What is this an Entity-Relation graph?¶
An ER graph is an abstract data structure, similar to a relational database, that allows to model classes of objects (Entities) and relations between them (Relations).
The ER formalism is a generalization of the well known Matrix Factorization formalism, and indeed we can describe every data fusion problem in terms of entity-relation (ER) models, where entities are classes of objects belonging to a particular domain and relations describe the interactions between entities. Such an arbitrary data fusion model is completely general and could allow inference on an extremely broad class of problems . Moreover, the ease in which entities can be connected through relations would allow the inclusion of data sets that are only loosely related with the problem under investigation.
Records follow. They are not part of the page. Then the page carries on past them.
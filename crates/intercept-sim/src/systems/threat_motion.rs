//! Threat motion system.
//!
//! Steers each live threat along its motion pattern, integrates position,
//! records the trail, and resolves arrival, escape and leak-through.

use hecs::World;

use intercept_core::components::*;
use intercept_core::config::SimConfig;
use intercept_core::types::{Position, Velocity};
use intercept_threat_ai::motion::{steer, MotionContext};

/// Advance every live threat by `dt` simulated seconds.
pub fn run(world: &mut World, config: &SimConfig, dt: f64) {
    let defended = Position::default();

    for (_entity, (_threat, pos, vel, profile, status, clock, history)) in world.query_mut::<(
        &Threat,
        &mut Position,
        &mut Velocity,
        &mut ThreatProfile,
        &mut ThreatStatus,
        &mut TrackingClock,
        &mut PositionHistory,
    )>() {
        if !status.active || status.destroyed {
            continue;
        }

        profile.pattern_time += dt;
        *vel = steer(&MotionContext {
            pattern: profile.pattern,
            position: *pos,
            aim_point: profile.aim_point,
            speed: profile.speed,
            base_velocity: profile.base_velocity,
            pattern_time: profile.pattern_time,
        });

        pos.advance(vel, dt);
        history.push(*pos);

        if pos.range_to(&profile.aim_point) < config.aim_epsilon {
            status.active = false;
            status.destroyed = true;
        }

        if pos.magnitude() > config.escape_radius {
            status.active = false;
        }

        // Leaked inside the defended radius while engaged.
        if clock.engaged && status.active && pos.range_to(&defended) < config.ranges.defended_radius
        {
            status.active = false;
            status.destroyed = true;
        }

        if status.detected && status.active {
            clock.tracking_secs += dt;
        }
    }
}
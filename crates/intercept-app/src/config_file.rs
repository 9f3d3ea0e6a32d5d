//! JSON configuration file.
//!
//! ```json
//! {
//!   "simulation": { "detection_range": 100, "success_threshold": 2, "default_speed": 5, ... },
//!   "algorithms": { "old": { ... }, "new": { ... } }
//! }
//! ```
//!
//! Both sections are optional; whatever is missing falls back to the built-in
//! defaults and presets. A section that is present must be complete.

use std::fs;
use std::path::Path;

use anyhow::Context;
use serde::Deserialize;

use intercept_sim::core::config::{PolicyConfig, SimConfig};
use intercept_sim::core::enums::Algorithm;

#[derive(Debug, Clone, Default, Deserialize)]
struct ConfigFile {
    #[serde(default)]
    simulation: Option<SimConfig>,
    #[serde(default)]
    algorithms: AlgorithmSection,
}

#[derive(Debug, Clone, Default, Deserialize)]
struct AlgorithmSection {
    #[serde(default, alias = "old")]
    conventional: Option<PolicyConfig>,
    #[serde(default, alias = "new")]
    low_latency: Option<PolicyConfig>,
}

/// Validated configuration for one comparison.
#[derive(Debug, Clone, PartialEq)]
pub struct Settings {
    pub simulation: SimConfig,
    pub conventional: PolicyConfig,
    pub low_latency: PolicyConfig,
}

impl Default for Settings {
    fn default() -> Self {
        Self {
            simulation: SimConfig::default(),
            conventional: PolicyConfig::conventional(),
            low_latency: PolicyConfig::low_latency(),
        }
    }
}

impl Settings {
    /// Read `path`, or use the built-in defaults when no path is given.
    pub fn load(path: Option<&Path>) -> anyhow::Result<Self> {
        let Some(path) = path else {
            return Ok(Self::default());
        };
        let text = fs::read_to_string(path)
            .with_context(|| format!("failed to read config file {}", path.display()))?;
        Self::from_json(&text).with_context(|| format!("invalid config file {}", path.display()))
    }

    pub fn from_json(text: &str) -> anyhow::Result<Self> {
        let file: ConfigFile = serde_json::from_str(text)?;
        let defaults = Self::default();

        let mut conventional = file.algorithms.conventional.unwrap_or(defaults.conventional);
        conventional.algorithm = Algorithm::Conventional;
        let mut low_latency = file.algorithms.low_latency.unwrap_or(defaults.low_latency);
        low_latency.algorithm = Algorithm::LowLatency;

        let settings = Self {
            simulation: file.simulation.unwrap_or(defaults.simulation),
            conventional,
            low_latency,
        };
        settings
            .simulation
            .validate()
            .context("simulation section")?;
        settings
            .conventional
            .validate()
            .context("conventional algorithm")?;
        settings
            .low_latency
            .validate()
            .context("low-latency algorithm")?;
        Ok(settings)
    }
}

#[cfg(test)]
mod tests {
    use super::*;

    const POLICY: &str = r#"{
        "processing_delays": { "tracing": 0.2, "warning": 0.3, "destroy": 0.4 },
        "max_decisions_per_tick": 2,
        "success_rate": 0.9,
        "interceptor_speed_factor": 1.2,
        "cpu_overhead": 0.3,
        "threat_limit": 20,
        "scan_cost": { "model": "linear", "per_detection_ms": 0.1, "jitter": 0.05, "min_ms": 0.1, "max_ms": 50.0 }
    }"#;

    fn simulation_section(detection_range: f64, success_threshold: f64) -> String {
        format!(
            r#"{{ "simulation": {{
                "detection_range": {detection_range},
                "success_threshold": {success_threshold},
                "default_speed": 5.0,
                "interceptor_speed_multiplier": 4.0,
                "default_threat_count": 5,
                "trail_length": 20
            }} }}"#
        )
    }

    #[test]
    fn test_empty_file_uses_defaults() {
        assert_eq!(Settings::from_json("{}").unwrap(), Settings::default());
    }

    #[test]
    fn test_old_new_aliases() {
        let text = format!(r#"{{ "algorithms": {{ "old": {POLICY}, "new": {POLICY} }} }}"#);
        let settings = Settings::from_json(&text).unwrap();

        assert_eq!(settings.conventional.algorithm, Algorithm::Conventional);
        assert_eq!(settings.low_latency.algorithm, Algorithm::LowLatency);
        assert_eq!(settings.conventional.max_decisions_per_tick, Some(2));
        assert!((settings.low_latency.launch_success_rate - 0.9).abs() < 1e-12);
    }

    #[test]
    fn test_partial_algorithms_keep_other_preset() {
        let text = format!(r#"{{ "algorithms": {{ "conventional": {POLICY} }} }}"#);
        let settings = Settings::from_json(&text).unwrap();
        assert_eq!(settings.low_latency, PolicyConfig::low_latency());
    }

    #[test]
    fn test_simulation_section() {
        let text = simulation_section(120.0, 1.5);
        let settings = Settings::from_json(&text).unwrap();
        assert_eq!(settings.simulation.ranges.detection_range, 120.0);
        assert_eq!(settings.simulation.ranges.success_threshold, 1.5);
        assert_eq!(settings.simulation.ranges.destroy_range, 30.0);
    }

    #[test]
    fn test_missing_required_field_rejected() {
        let text = r#"{ "simulation": { "detection_range": 120, "success_threshold": 2 } }"#;
        assert!(Settings::from_json(text).is_err());
    }

    #[test]
    fn test_invalid_values_rejected() {
        let text = simulation_section(20.0, 2.0);
        let err = Settings::from_json(&text).unwrap_err();
        assert!(format!("{err:#}").contains("simulation section"));
    }

    #[test]
    fn test_missing_file_reports_path() {
        let err = Settings::load(Some(Path::new("/nonexistent/intercept.json"))).unwrap_err();
        assert!(err.to_string().contains("/nonexistent/intercept.json"));
    }
}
NXTfusion approach generalizes existing data fusion methods¶
In general, we each relation corresponds to a possibly sparsely observed matrix and the entities are the objects represented as rows and columns on that matrix.
In the classical Matrix Factorization paradigm, usually only a single matrix Y = UV
is factorized into two latent matrices U
and V
, meaning that a single interaction (Y
) between two entities (of which U
and V
are the latent representation) is considered.
An extension to this is the Tensor Factorization (e.g. https://arxiv.org/abs/1512.00315), where multiple matrices/relations between two entities are factorized at the same time.
Real world data is nevertheless richer than this, and a problem might be characterized by many relations between many pairs of objects, thus forming a complex graph of entities (the nodes) connected by relations (the edges).
Here we further extend the field of data fusion by building a Neural Network-based data fusion framework for non-linear inference over completely arbitrary ER graphs, as we showed here https://doi.org/10.1093/bioinformatics/btab092.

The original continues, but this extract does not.